Роль внутриклеточных протеиназ в развитии и прогнозе рака мочевого пузыря. В ткани РМП химотрипсинподобная активность 26S протеасом была выше в 2,5 раза по сравнению с таковой в гистологически неизмененной ткани (табл.2). Рост активности данного пула протеасом сочетался со снижением содержания тотального пула протеасом на 29,5% и увеличением экспрессии Rpt6 субъединиц на 58,8% по сравнению с неизмененной тканью (рис.3). Вероятно, увеличение активности протеасом в тканях РМП по сравнению с неизмененными тканями связано с повышением содержания 26S пула протеасом [Xie Y. et al., 2010].

В опухоли мочевого пузыря активность кальпаинов была равна 34,0 (21,5-51,9) ×103 Ед/мг белка, что также превышало соответствующий показатель в неизмененной ткани мочевого пузыря. Возможно, увеличение активности 26S протеасом и кальпаинов в ткани опухоли является свидетельством их совместного участия в патогенезе переходноклеточного рака мочевого пузыря.

Экспрессия транскрипционных и ростовых факторов в ткани РМП также была связана с течением заболевания. Отмечено, что увеличение глубины инвазии опухоли сочеталось со снижением уровня ядерного фактора NF-kB р50. Данный показатель у больных с Т3N0M0 стадией заболевания уменьшался в 1,9 раза по сравнению с больными с Т2N0M0 стадией (табл.3).

Рис.3. Экспрессия субъединиц протеасом в опухолевой и неизмененной ткани при РМП: А - Вестерн блоттинг субъединиц протеасом в опухолевой и неизмененной тканях при раке мочевого пузыря; Б - Содержание субъединиц протеасом в опухолевой ткани рака мочевого пузыря в процентном отношении к содержанию субъединиц протеасом в неизмененной ткани.

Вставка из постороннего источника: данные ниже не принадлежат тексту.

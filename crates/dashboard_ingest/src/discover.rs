//! Candidate log file enumeration.

use std::path::{Path, PathBuf};
use tracing::{debug, warn};

use crate::error::Result;

/// Rotated archives are never read; only live, plain-text logs are.
pub const COMPRESSED_EXTENSIONS: &[&str] = &["gz", "bz2", "xz", "zst", "zip", "tgz", "lz4"];

/// Regular files matching `pattern`, compressed archives excluded, in
/// lexicographic path order.
///
/// An invalid pattern is an error. Entries the glob walk can't read are
/// logged and skipped.
pub fn discover_log_files(pattern: &str) -> Result<Vec<PathBuf>> {
    let mut files = Vec::new();

    for entry in glob::glob(pattern)? {
        let path = match entry {
            Ok(path) => path,
            Err(e) => {
                warn!("Skipping unreadable glob entry: {}", e);
                continue;
            }
        };

        if !path.is_file() {
            debug!("Skipping non-file: {}", path.display());
            continue;
        }
        if is_compressed(&path) {
            debug!("Skipping compressed log: {}", path.display());
            continue;
        }
        files.push(path);
    }

    files.sort();
    Ok(files)
}

fn is_compressed(path: &Path) -> bool {
    path.extension()
        .and_then(|ext| ext.to_str())
        .map(|ext| {
            COMPRESSED_EXTENSIONS
                .iter()
                .any(|c| ext.eq_ignore_ascii_case(c))
        })
        .unwrap_or(false)
}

Примечание: 1, 3 – в опухолевой ткани; 2, 4 – в неизмененной ткани; * - значимость различий по сравнению с неизмененной тканью р<0,05

Прогрессирование заболевания сопровождалось также активацией процесса ангиогенеза. В группе больных со стадией заболевания Т3N0M0 экспрессия транскрипционного фактора HIF-1a и ростового фактора VEGF в опухоли увеличивались в 2,9 и 1,8 раза, соответственно, по сравнению с больными со стадией Т2N0M0.

Гистологическая организация опухоли играет важную роль в патогенезе рака. Известно, что в низкоорганизованные опухоли обладают более агрессивным течением. Снижение степени дифференцировки опухоли мочевого пузыря приводило к росту активности 26S протеасом, кальпаинов. Активность 26S протеасом и кальпаинов в низко дифференцированных опухолях повышалась в 1,3 и 2 раза, соответственно по сравнению с умеренно дифференцированными.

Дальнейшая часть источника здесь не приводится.